Here, the facts alleged in the TAC do not make clear that the Officer Defendants’ conduct did not violate a constitutional right, or that such right was not clearly established. Because the TAC does not show that the Officer Defendants’ actions did not violate a clearly established constitutional right, dismissal on qualified immunity grounds is premature. See Thomas, 463 F.3d at 291 (a dismissal based on qualified immunity will be upheld “only when the immunity is established on the face of the complaint” (quoting Leveto v. Lapina, 258 F.3d 156, 161 (3d Cir. 2001))). Additionally, in accordance with Plaintiffs’ request, the Court is permitting Plaintiffs to amend their TAC if they choose to do so.
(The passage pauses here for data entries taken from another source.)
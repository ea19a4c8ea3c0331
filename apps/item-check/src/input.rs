//! Reading item documents.
//!
//! A document is either one item object or an array of item objects:
//!
//! ```json
//! {"itemName": "Book", "price": 2000, "quantity": 10}
//! ```
//! ```json
//! [{"itemName": "Book", "price": 2000, "quantity": 10}, {"itemName": ""}]
//! ```

use serde_json::Value;

use item_core::Item;

use crate::error::InputError;

/// Parses a document into its items, keeping document order.
pub fn parse_items(source_name: &str, contents: &str) -> Result<Vec<Item>, InputError> {
    let document: Value = serde_json::from_str(contents).map_err(|error| InputError::Json {
        source_name: source_name.to_string(),
        error,
    })?;

    match document {
        Value::Array(values) => values
            .into_iter()
            .enumerate()
            .map(|(index, value)| to_item(source_name, index, value))
            .collect(),
        value @ Value::Object(_) => Ok(vec![to_item(source_name, 0, value)?]),
        _ => Err(InputError::UnexpectedShape {
            source_name: source_name.to_string(),
        }),
    }
}

fn to_item(source_name: &str, index: usize, value: Value) -> Result<Item, InputError> {
    serde_json::from_value(value).map_err(|error| InputError::NotAnItem {
        source_name: source_name.to_string(),
        index,
        error,
    })
}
Therefore, if Plaintiffs choose to amend their complaint once more, they should provide a more definite statement of their claims, the specific right at issue
here, and the role of each Officer Defendant in the conduct alleged, so that the claims against each Officer Defendant are clearly delineated and so that the qualified immunity issue may be resolved expeditiously and without “subjecting the [i]ndividual [d]efendant[s] who may be immune from suit to needless discovery and the other burdens of litigation.” Id. at 299-301. Accordingly, at this juncture, the Court will decline to grant the Officer Defendants’ motion to dismiss to the extent it is based on qualified immunity grounds. See Debrew v. Auman, 354 F. App’x 639, 642 (3d Cir. 2009) (vacating order granting motion to dismiss certain claims on qualified immunity grounds because the sparse complaint “failed to disclose whether the defendants’ actions did not violate a clearly established constitutional right” and therefore “dismissal on qualified immunity grounds was premature” (citing Thomas, 463 F.3d at 291)); see also Newland v. Reehorst, 328 F. App’x 788, 791 n.3 (3d Cir. 2009) (cautioning against deciding qualified immunity without a developed factual record). However, given that the Court is granting their motion to dismiss Plaintiffs’ claims pursuant to Rule 12(b)(6), the Officer Defendants are free to raise their qualified immunity argument, if appropriate, in response to a fourth amended
complaint if Plaintiffs choose to re-allege claims against them. V. CONCLUSION For the reasons stated, Defendants’ motions to dismiss Plaintiffs’ TAC are granted. Plaintiffs’ Section 1983 claim alleging First Amendment retaliation at Count II will be dismissed, without prejudice, pursuant to Rule 12(b)(6) for failure to state a claim upon which relief can be granted. Plaintiffs will, however, be given leave to file a Fourth Amended Complaint. If Plaintiffs do not file a Fourth Amended Complaint, their claim at Count II will be dismissed with prejudice, and their state law claim for tortious interference with contractual relations at Count I will be remanded to state court.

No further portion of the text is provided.